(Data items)

"""

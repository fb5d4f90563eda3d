mod admin;
mod config;
mod events;
mod peers;
mod server;

use std::time::{Duration, Instant};

use anyhow::{Context, Result};
use clap::Parser;
use tokio::io::{AsyncBufReadExt, BufReader};
use tokio::net::UdpSocket;

use admin::{AdminCommand, parse_admin};

use config::ServerConfig;
use events::ServerEvent;
use server::GameServer;
use voxlink::net::{DEFAULT_PORT, LinkConditions, MAX_PACKET_SIZE};

#[derive(Parser)]
#[command(name = "voxlink-server")]
#[command(about = "Reference server for the voxlink session protocol")]
struct Args {
    #[arg(short, long, default_value = "0.0.0.0")]
    bind: String,

    #[arg(short, long, default_value_t = DEFAULT_PORT)]
    port: u16,

    #[arg(long, default_value = "", help = "Shared password, empty accepts anyone")]
    password: String,

    #[arg(short, long, default_value_t = 32)]
    max_clients: usize,

    #[arg(long, default_value_t = 30, help = "Seconds of silence before a peer is dropped")]
    peer_timeout: u64,

    #[arg(long, default_value_t = 0.0, help = "Simulated packet loss percentage (0-100)")]
    loss: f32,

    #[arg(long, default_value_t = 0, help = "Simulated one-way latency in ms")]
    latency: u64,

    #[arg(long, default_value_t = 0, help = "Simulated jitter in ms")]
    jitter: u64,

    #[arg(long, default_value_t = 0, help = "Seed for nonces and link simulation")]
    seed: u64,
}

impl Args {
    fn server_config(&self) -> ServerConfig {
        let link = LinkConditions {
            loss_percent: self.loss.clamp(0.0, 100.0),
            duplicate_percent: 0.0,
            min_latency: Duration::from_millis(self.latency),
            max_latency: Duration::from_millis(self.latency),
            jitter: Duration::from_millis(self.jitter),
        };
        let seed = if self.seed == 0 {
            rand::random()
        } else {
            self.seed
        };

        ServerConfig {
            max_clients: self.max_clients,
            password: self.password.clone(),
            peer_timeout: Duration::from_secs(self.peer_timeout.max(1)),
            link: (!link.is_perfect()).then_some(link),
            seed,
            ..ServerConfig::default()
        }
    }
}

#[tokio::main]
async fn main() -> Result<()> {
    env_logger::Builder::from_env(env_logger::Env::default().default_filter_or("info")).init();

    let args = Args::parse();
    let config = args.server_config();
    let bind_addr = format!("{}:{}", args.bind, args.port);

    let socket = UdpSocket::bind(&bind_addr)
        .await
        .with_context(|| format!("failed to bind {bind_addr}"))?;
    log::info!("Server started on {}", socket.local_addr()?);
    if let Some(link) = &config.link {
        log::info!(
            "Simulating {:.1}% loss, {:?} latency, {:?} jitter",
            link.loss_percent,
            link.max_latency,
            link.jitter
        );
    }

    let mut ticker = tokio::time::interval(config.tick_interval);
    ticker.set_missed_tick_behavior(tokio::time::MissedTickBehavior::Skip);
    let mut server = GameServer::new(config);
    let mut buf = vec![0u8; MAX_PACKET_SIZE * 2];

    let shutdown = tokio::signal::ctrl_c();
    tokio::pin!(shutdown);
    let mut console = BufReader::new(tokio::io::stdin()).lines();
    let mut console_open = true;

    loop {
        tokio::select! {
            received = socket.recv_from(&mut buf) => match received {
                Ok((len, from)) => server.handle_datagram(from, &buf[..len], Instant::now()),
                // ICMP unreachable from a departed client surfaces here on some platforms.
                Err(err) => log::debug!("recv failed: {err}"),
            },
            _ = ticker.tick() => server.tick(Instant::now()),
            line = console.next_line(), if console_open => match line {
                Ok(Some(line)) => run_admin(&mut server, &line),
                // Detached from a terminal.
                Ok(None) => console_open = false,
                Err(err) => {
                    log::warn!("console read failed: {err}");
                    console_open = false;
                }
            },
            _ = &mut shutdown => break,
        }

        flush(&socket, &mut server).await;
        log_events(&mut server);
    }

    log::info!("Server shutting down, dropping {} peers", server.peer_count());
    server.shutdown(Instant::now());
    flush(&socket, &mut server).await;
    log_events(&mut server);

    let stats = server.stats();
    log::info!(
        "Sent {} packets ({} bytes), received {} ({} bytes), {:.1}% retransmitted",
        stats.packets_sent,
        stats.bytes_sent,
        stats.packets_received,
        stats.bytes_received,
        stats.retransmit_percent()
    );
    Ok(())
}

fn run_admin(server: &mut GameServer, line: &str) {
    match parse_admin(line) {
        Ok(Some(AdminCommand::Kick { peer_id, reason })) => {
            if !server.kick(peer_id, &reason, Instant::now()) {
                log::warn!("No peer {peer_id}");
            }
        }
        Ok(Some(AdminCommand::Status)) => log::info!(
            "{} connected, {} peers tracked",
            server.connected_count(),
            server.peer_count()
        ),
        Ok(None) => {}
        Err(err) => log::warn!("{err:#}"),
    }
}

async fn flush(socket: &UdpSocket, server: &mut GameServer) {
    while let Some((to, data)) = server.poll_transmit(Instant::now()) {
        if let Err(err) = socket.send_to(&data, to).await {
            log::debug!("send to {to} failed: {err}");
        }
    }
}

fn log_events(server: &mut GameServer) {
    let events: Vec<ServerEvent> = server.drain_events().collect();
    for event in events {
        match event {
            ServerEvent::ClientConnecting { addr } => {
                log::debug!("Connection request from {addr}");
            }
            ServerEvent::ClientConnected {
                peer_id,
                addr,
                username,
                entity_id,
            } => {
                log::info!(
                    "{username} connected from {addr} (peer {peer_id}, entity {entity_id}), {} online",
                    server.connected_count()
                );
            }
            ServerEvent::ClientDisconnected { peer_id, reason } => {
                log::info!("Peer {peer_id} {}", reason.as_str());
            }
            ServerEvent::ConnectionDenied { addr, reason } => {
                log::warn!("Connection denied to {addr}: {reason}");
            }
            ServerEvent::Chat { username, text } => {
                log::info!("<{username}> {text}");
            }
        }
    }
}
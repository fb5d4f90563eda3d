#[derive(Debug, Clone, Default, PartialEq)]
pub struct NetworkStats {
    pub packets_sent: u64,
    pub packets_received: u64,
    pub packets_dropped_malformed: u64,
    pub duplicates: u64,
    pub retransmissions: u64,
    pub unreliable_dropped: u64,
    pub bytes_sent: u64,
    pub bytes_received: u64,
    pub rtt_ms: f32,
    pub rto_ms: f32,
}

impl NetworkStats {
    pub fn record_sent(&mut self, bytes: usize) {
        self.packets_sent += 1;
        self.bytes_sent += bytes as u64;
    }

    pub fn record_received(&mut self, bytes: usize) {
        self.packets_received += 1;
        self.bytes_received += bytes as u64;
    }

    /// Share of transmissions that were retransmissions, in percent.
    pub fn retransmit_percent(&self) -> f32 {
        if self.packets_sent == 0 {
            return 0.0;
        }
        self.retransmissions as f32 / self.packets_sent as f32 * 100.0
    }
}
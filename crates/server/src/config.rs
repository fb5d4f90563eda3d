use std::time::Duration;

use voxlink::net::LinkConditions;

#[derive(Debug, Clone)]
pub struct ServerConfig {
    pub max_clients: usize,
    /// Empty accepts any password.
    pub password: String,
    pub peer_timeout: Duration,
    pub tick_interval: Duration,
    pub link: Option<LinkConditions>,
    pub seed: u64,
}

impl Default for ServerConfig {
    fn default() -> Self {
        Self {
            max_clients: 32,
            password: String::new(),
            peer_timeout: Duration::from_secs(30),
            tick_interval: Duration::from_millis(20),
            link: None,
            seed: 0,
        }
    }
}
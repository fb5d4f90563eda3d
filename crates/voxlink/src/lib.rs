pub mod client;
pub mod config;
pub mod error;
pub mod event;
pub mod net;

pub use client::Client;
pub use config::ClientConfig;
pub use error::{ConfigError, ConnectError, SendError, SessionError, TimeoutCause};
pub use event::{DisconnectReason, Event, EventStream};
pub use net::{
    Channel, Command, ConnectionState, Controls, NetworkStats, PeerSession, RejectCode,
    SessionStatus,
};
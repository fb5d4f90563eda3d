use blake2::{Blake2s256, Digest};

pub const PROOF_SIZE: usize = 32;

/// Proof of password knowledge for a challenge nonce.
///
/// `BLAKE2s-256(nonce_be || username || 0x00 || password)`. The password
/// itself never goes on the wire.
pub fn auth_proof(nonce: u64, username: &str, password: &str) -> [u8; PROOF_SIZE] {
    let mut hasher = Blake2s256::new();
    hasher.update(nonce.to_be_bytes());
    hasher.update(username.as_bytes());
    hasher.update([0u8]);
    hasher.update(password.as_bytes());
    hasher.finalize().into()
}

pub fn verify_proof(nonce: u64, username: &str, password: &str, proof: &[u8; PROOF_SIZE]) -> bool {
    let expected = auth_proof(nonce, username, password);
    // Constant-time comparison.
    expected
        .iter()
        .zip(proof.iter())
        .fold(0u8, |acc, (a, b)| acc | (a ^ b))
        == 0
}
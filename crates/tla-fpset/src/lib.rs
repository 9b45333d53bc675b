//! tla-fpset - Fingerprint storage for explicit-state TLA+ model checking
//!
//! Answers "has this state been seen before?" for a stream of state
//! fingerprints, at high throughput and from many threads, with memory use
//! bounded by configuration.
//!
//! # Features
//!
//! - TLC-compatible 64-bit and 128-bit polynomial fingerprints
//! - Exact disk-backed set: bucketed in-memory table, collision bucket,
//!   and a sorted on-disk run that absorbs the table when it fills up
//! - Bloom filter set with fixed memory and no disk use
//! - Sharding across independent sets by fingerprint prefix
//! - Checkpoint and recovery of exact sets
//!
//! # Example
//!
//! ```rust,no_run
//! use tla_fpset::{open_fp_set, Fp64, FpFamily, FingerprintHasher, Fp64Hasher, FpSetConfig};
//!
//! let config = FpSetConfig::new("/tmp/tlc-meta", "states");
//! let set = open_fp_set::<Fp64>(&config)?;
//!
//! let fp = Fp64Hasher::new(FpFamily::default()).extend_str("x = 1").finish();
//! assert!(!set.put(fp)?);
//! assert!(set.put(fp)?);
//! set.close(true)?;
//! # Ok::<(), tla_fpset::FpSetError>(())
//! ```

pub mod arena;
pub mod bloom;
pub mod checkpoint;
pub mod collision;
pub mod config;
pub mod disk_run;
pub mod disk_set;
mod error;
pub mod fingerprint;
pub mod flush;
pub mod index;
pub mod multi;
mod set;

pub use bloom::BloomFilterFpSet;
pub use config::{FpSetConfig, FpSetKind, FpWidth, MemoryBudget, MAX_PREFIX_BITS};
pub use disk_set::DiskFpSet;
pub use error::{FpSetError, FpSetResult};
pub use fingerprint::{
    Fingerprint, FingerprintHasher, Fp128, Fp128Hasher, Fp64, Fp64Hasher, FpFamily, NUM_POLYS,
};
pub use multi::MultiFpSet;
pub use set::{birthday_collision_probability, open_fp_set, FpSet, FpSetStatistics};
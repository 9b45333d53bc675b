//! The driver-facing fingerprint set interface and its factory.

use crate::bloom::BloomFilterFpSet;
use crate::config::{FpSetConfig, FpSetKind};
use crate::disk_set::DiskFpSet;
use crate::error::{FpSetError, FpSetResult};
use crate::fingerprint::Fingerprint;
use crate::multi::MultiFpSet;

/// Counters describing a set's activity.
#[derive(Debug, Clone, Copy, Default, PartialEq, Eq)]
pub struct FpSetStatistics {
    /// Distinct fingerprints inserted
    pub size: u64,
    /// Lookups answered from the table or the collision bucket
    pub mem_hits: u64,
    /// Lookups answered from the disk run
    pub disk_hits: u64,
    /// Completed flushes
    pub flushes: u64,
    /// Total time spent flushing
    pub flush_millis: u64,
    /// Live fingerprints in the table
    pub table_live: u64,
    /// Fingerprints in the collision bucket
    pub collisions: u64,
    /// Fingerprints in the disk run
    pub disk_count: u64,
    /// Table slots (bloom filters: bits)
    pub capacity: u64,
}

impl FpSetStatistics {
    /// Add another set's counters to these.
    pub fn accumulate(&mut self, other: &FpSetStatistics) {
        self.size += other.size;
        self.mem_hits += other.mem_hits;
        self.disk_hits += other.disk_hits;
        self.flushes += other.flushes;
        self.flush_millis += other.flush_millis;
        self.table_live += other.table_live;
        self.collisions += other.collisions;
        self.disk_count += other.disk_count;
        self.capacity += other.capacity;
    }
}

/// A concurrent set of fingerprints.
///
/// `put` and `contains` may be called from any number of threads. All other
/// operations are also thread-safe but are expected to be driven by a single
/// coordinator (checkpointing, recovery, shutdown).
pub trait FpSet<F: Fingerprint>: Send + Sync {
    /// Insert `fp`. Returns true iff it was already present.
    fn put(&self, fp: F) -> FpSetResult<bool>;

    /// Returns true iff `fp` is present.
    fn contains(&self, fp: F) -> FpSetResult<bool>;

    /// Number of distinct fingerprints inserted so far.
    fn size(&self) -> u64;

    /// [`FpSet::put`] for every element, in order.
    fn put_block(&self, fps: &[F]) -> FpSetResult<Vec<bool>> {
        fps.iter().map(|&fp| self.put(fp)).collect()
    }

    /// [`FpSet::contains`] for every element, in order.
    fn contains_block(&self, fps: &[F]) -> FpSetResult<Vec<bool>> {
        fps.iter().map(|&fp| self.contains(fp)).collect()
    }

    /// Probability that two distinct states shared a fingerprint, or `-1.0`
    /// when the set cannot tell.
    fn check_fps(&self) -> f64 {
        -1.0
    }

    /// Write a pending checkpoint.
    fn begin_chkpt(&self) -> FpSetResult<()> {
        Ok(())
    }

    /// Make the pending checkpoint the current one.
    fn commit_chkpt(&self) -> FpSetResult<()> {
        Ok(())
    }

    /// Reset the set to the last committed checkpoint.
    fn recover(&self) -> FpSetResult<()> {
        Ok(())
    }

    /// Re-insert a fingerprint replayed after [`FpSet::recover`].
    fn recover_fp(&self, fp: F) -> FpSetResult<()> {
        if self.put(fp)? {
            return Err(FpSetError::invariant(format!(
                "recovered fingerprint {fp:?} was already present"
            )));
        }
        Ok(())
    }

    /// Move everything held in memory to disk now.
    fn flush(&self) -> FpSetResult<()> {
        Ok(())
    }

    /// Make the next inserting `put` flush.
    fn request_flush(&self) {}

    fn statistics(&self) -> FpSetStatistics;

    /// Release memory. With `cleanup`, also delete the set's files.
    fn close(&self, cleanup: bool) -> FpSetResult<()>;

    /// True if membership answers are never false positives.
    fn is_exact(&self) -> bool;

    fn supports_checkpoint(&self) -> bool {
        self.is_exact()
    }
}

/// Birthday-bound collision probability of `n` random values in a
/// `2^width_bits` space.
pub fn birthday_collision_probability(n: u64, width_bits: u32) -> f64 {
    if n < 2 {
        return 0.0;
    }
    let n = n as f64;
    let pairs = n * (n - 1.0) / 2.0;
    let space = 2f64.powi(width_bits as i32);
    -(-pairs / space).exp_m1()
}

/// Open the set described by `config` for fingerprints of type `F`.
///
/// A non-zero `prefix_bits` yields a [`MultiFpSet`] of `2^prefix_bits` shards.
pub fn open_fp_set<F: Fingerprint>(config: &FpSetConfig) -> FpSetResult<Box<dyn FpSet<F>>> {
    config.validate()?;
    if config.width.bits() != F::WIDTH_BITS {
        return Err(FpSetError::WidthMismatch {
            configured: config.width.bits(),
            requested: F::WIDTH_BITS,
        });
    }
    if config.prefix_bits > 0 {
        return Ok(Box::new(MultiFpSet::<F>::new(config)?));
    }
    open_shard(config)
}

/// Open one unsharded set of the configured kind.
pub(crate) fn open_shard<F: Fingerprint>(config: &FpSetConfig) -> FpSetResult<Box<dyn FpSet<F>>> {
    Ok(match config.kind {
        FpSetKind::DiskBacked => Box::new(DiskFpSet::<F>::new(config)?),
        FpSetKind::BloomFilter => Box::new(BloomFilterFpSet::<F>::new(config)?),
    })
}
//! Sorted on-disk run of fingerprints.
//!
//! Every flush rewrites the whole run: the previous run and the in-memory
//! fingerprints are merged into a new file, which then atomically replaces
//! the old one. A run is never modified in place, so a reader mapping it can
//! never observe a partially written file.
//!
//! # File Format
//!
//! ```text
//! Header (32 bytes, little-endian fields):
//!   magic:          [u8; 8]  "TLAFPRUN"
//!   version:        u32      format version (1)
//!   width:          u32      bytes per fingerprint (8 or 16)
//!   count:          u64      number of entries
//!   block_entries:  u32      entries per sparse index block
//!   reserved:       u32      zero
//! Entries (count * width bytes):
//!   fingerprint:    big-endian, most significant word first
//! ```
//!
//! Entries are strictly increasing. Because the encoding is big-endian,
//! byte order equals value order.
//!
//! # Lookup
//!
//! The sparse index keeps the last (largest) fingerprint of each block of
//! `block_entries` entries. A lookup binary-searches the index for the
//! first block whose maximum is not below the target, then binary-searches
//! inside that one block.

use std::fs::File;
use std::io::{BufWriter, Seek, SeekFrom, Write};
use std::path::{Path, PathBuf};

use memmap2::Mmap;
use tempfile::NamedTempFile;

use crate::error::{FpSetError, FpSetResult, IoResultExt};
use crate::fingerprint::Fingerprint;

pub const RUN_MAGIC: &[u8; 8] = b"TLAFPRUN";
pub const RUN_FORMAT_VERSION: u32 = 1;
pub const RUN_HEADER_SIZE: usize = 32;

/// Entries per sparse index block.
pub const DEFAULT_BLOCK_ENTRIES: u32 = 1024;

/// Fixed header of a run file.
#[derive(Debug, Clone, Copy, PartialEq, Eq)]
pub struct RunHeader {
    pub width_bytes: u32,
    pub count: u64,
    pub block_entries: u32,
}

impl RunHeader {
    pub fn encode(&self) -> [u8; RUN_HEADER_SIZE] {
        let mut buf = [0u8; RUN_HEADER_SIZE];
        buf[0..8].copy_from_slice(RUN_MAGIC);
        buf[8..12].copy_from_slice(&RUN_FORMAT_VERSION.to_le_bytes());
        buf[12..16].copy_from_slice(&self.width_bytes.to_le_bytes());
        buf[16..24].copy_from_slice(&self.count.to_le_bytes());
        buf[24..28].copy_from_slice(&self.block_entries.to_le_bytes());
        buf
    }

    pub fn decode(bytes: &[u8], path: &Path) -> FpSetResult<Self> {
        if bytes.len() < RUN_HEADER_SIZE {
            return Err(FpSetError::corrupt(path, "file shorter than run header"));
        }
        if &bytes[0..8] != RUN_MAGIC {
            return Err(FpSetError::corrupt(path, "bad magic"));
        }
        let u32_at = |at: usize| {
            let mut w = [0u8; 4];
            w.copy_from_slice(&bytes[at..at + 4]);
            u32::from_le_bytes(w)
        };
        let version = u32_at(8);
        if version != RUN_FORMAT_VERSION {
            return Err(FpSetError::corrupt(
                path,
                format!("unsupported format version {version}"),
            ));
        }
        let mut count = [0u8; 8];
        count.copy_from_slice(&bytes[16..24]);
        let header = RunHeader {
            width_bytes: u32_at(12),
            count: u64::from_le_bytes(count),
            block_entries: u32_at(24),
        };
        if header.block_entries == 0 {
            return Err(FpSetError::corrupt(path, "zero block size"));
        }
        Ok(header)
    }

    /// Expected file length for this header, or `None` if it overflows.
    pub fn file_len(&self) -> Option<u64> {
        self.count
            .checked_mul(self.width_bytes as u64)?
            .checked_add(RUN_HEADER_SIZE as u64)
    }

    /// Number of sparse index entries.
    pub fn block_count(&self) -> usize {
        self.count.div_ceil(self.block_entries as u64) as usize
    }
}

/// A memory-mapped, sorted run plus its sparse index.
pub struct DiskRun<F: Fingerprint> {
    path: PathBuf,
    map: Option<Mmap>,
    header: RunHeader,
    index: Vec<F>,
}
//! Slot storage for the in-memory fingerprint table
//!
//! A [`SlotArena`] is one explicitly sized allocation of fingerprint slots,
//! addressed by integer offset. The table is split into several arenas (one
//! per lock region), each allocated once at construction and released as a
//! whole.
//!
//! Fingerprint words and slot tags live in two parallel buffers so that a
//! zero fingerprint is an ordinary value: emptiness and disk residency are
//! carried by the tag, never by bits of the fingerprint itself.

use std::marker::PhantomData;

use crate::error::{FpSetError, FpSetResult};
use crate::fingerprint::Fingerprint;

/// Contents of one table slot.
#[derive(Debug, Clone, Copy, PartialEq, Eq)]
pub enum Slot<F> {
    /// Never written since the table was (re)initialized
    Empty,
    /// Resident in memory only
    Live(F),
    /// Already written to the disk run; the slot may be reused
    Archived(F),
}

impl<F: Copy> Slot<F> {
    /// The stored fingerprint, whether live or archived.
    #[inline]
    pub fn fingerprint(&self) -> Option<F> {
        match *self {
            Slot::Empty => None,
            Slot::Live(fp) | Slot::Archived(fp) => Some(fp),
        }
    }

    #[inline]
    pub fn is_empty(&self) -> bool {
        matches!(self, Slot::Empty)
    }

    #[inline]
    pub fn is_live(&self) -> bool {
        matches!(self, Slot::Live(_))
    }
}

const TAG_EMPTY: u8 = 0;
const TAG_LIVE: u8 = 1;
const TAG_ARCHIVED: u8 = 2;

/// Fixed-size buffer of fingerprint slots.
pub struct SlotArena<F: Fingerprint> {
    /// `F::WORDS` words per slot
    words: Vec<u64>,
    tags: Vec<u8>,
    _marker: PhantomData<F>,
}

impl<F: Fingerprint> SlotArena<F> {
    /// Allocate `slots` empty slots.
    ///
    /// Fails with [`FpSetError::Allocation`] instead of aborting when the
    /// allocator cannot satisfy the request.
    pub fn with_capacity(slots: usize) -> FpSetResult<Self> {
        let word_count = slots
            .checked_mul(F::WORDS)
            .ok_or(FpSetError::Allocation { bytes: u64::MAX })?;
        let bytes = Self::bytes_for(slots);

        let mut words = Vec::new();
        words
            .try_reserve_exact(word_count)
            .map_err(|_| FpSetError::Allocation { bytes })?;
        let mut tags = Vec::new();
        tags.try_reserve_exact(slots)
            .map_err(|_| FpSetError::Allocation { bytes })?;

        words.resize(word_count, 0);
        tags.resize(slots, TAG_EMPTY);
        Ok(SlotArena {
            words,
            tags,
            _marker: PhantomData,
        })
    }

    /// An arena with no slots, used once a set has been closed.
    pub fn empty() -> Self {
        SlotArena {
            words: Vec::new(),
            tags: Vec::new(),
            _marker: PhantomData,
        }
    }

    /// Bytes needed for `slots` slots.
    pub fn bytes_for(slots: usize) -> u64 {
        (slots as u64).saturating_mul(F::BYTES as u64 + 1)
    }

    #[inline]
    pub fn len(&self) -> usize {
        self.tags.len()
    }

    #[inline]
    pub fn is_empty(&self) -> bool {
        self.tags.is_empty()
    }

    /// Bytes held by this arena.
    pub fn allocated_bytes(&self) -> u64 {
        Self::bytes_for(self.len())
    }

    #[inline]
    fn words_of(&self, offset: usize) -> &[u64] {
        let start = offset * F::WORDS;
        &self.words[start..start + F::WORDS]
    }

    #[inline]
    pub fn get(&self, offset: usize) -> Slot<F> {
        debug_assert!(offset < self.len(), "slot {offset} out of range");
        match self.tags[offset] {
            TAG_EMPTY => Slot::Empty,
            TAG_LIVE => Slot::Live(F::load_words(self.words_of(offset))),
            _ => Slot::Archived(F::load_words(self.words_of(offset))),
        }
    }

    #[inline]
    pub fn set(&mut self, offset: usize, slot: Slot<F>) {
        debug_assert!(offset < self.len(), "slot {offset} out of range");
        let (tag, fp) = match slot {
            Slot::Empty => (TAG_EMPTY, None),
            Slot::Live(fp) => (TAG_LIVE, Some(fp)),
            Slot::Archived(fp) => (TAG_ARCHIVED, Some(fp)),
        };
        if let Some(fp) = fp {
            let start = offset * F::WORDS;
            fp.store_words(&mut self.words[start..start + F::WORDS]);
        }
        self.tags[offset] = tag;
    }

    /// Turn every live slot into an archived one. Returns how many changed.
    pub fn archive_live(&mut self) -> usize {
        let mut archived = 0;
        for tag in self.tags.iter_mut().filter(|t| **t == TAG_LIVE) {
            *tag = TAG_ARCHIVED;
            archived += 1;
        }
        archived
    }

    /// Reset every slot to empty.
    pub fn clear(&mut self) {
        self.tags.fill(TAG_EMPTY);
    }

    /// Append the live fingerprints of `offset..offset + len` to `out`.
    pub fn collect_live(&self, offset: usize, len: usize, out: &mut Vec<F>) {
        for (i, &tag) in self.tags[offset..offset + len].iter().enumerate() {
            if tag == TAG_LIVE {
                out.push(F::load_words(self.words_of(offset + i)));
            }
        }
    }

    /// Number of live slots.
    pub fn live_count(&self) -> usize {
        self.tags.iter().filter(|&&t| t == TAG_LIVE).count()
    }
}

impl<F: Fingerprint> std::fmt::Debug for SlotArena<F> {
    fn fmt(&self, f: &mut std::fmt::Formatter<'_>) -> std::fmt::Result {
        f.debug_struct("SlotArena")
            .field("slots", &self.len())
            .field("bytes", &self.allocated_bytes())
            .finish()
    }
}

"""

Please print exactly what appears from the first line of the data through the line with "use server::GameServer;", including both of those lines and nothing past them.

repository fb5d4f90563eda3d
mod admin;
mod config;
mod events;
mod peers;
mod server;

use std::time::{Duration, Instant};

use anyhow::{Context, Result};
use clap::Parser;
use tokio::io::{AsyncBufReadExt, BufReader};
use tokio::net::UdpSocket;

use admin::{AdminCommand, parse_admin};

use config::ServerConfig;
use events::ServerEvent;
use server::GameServer;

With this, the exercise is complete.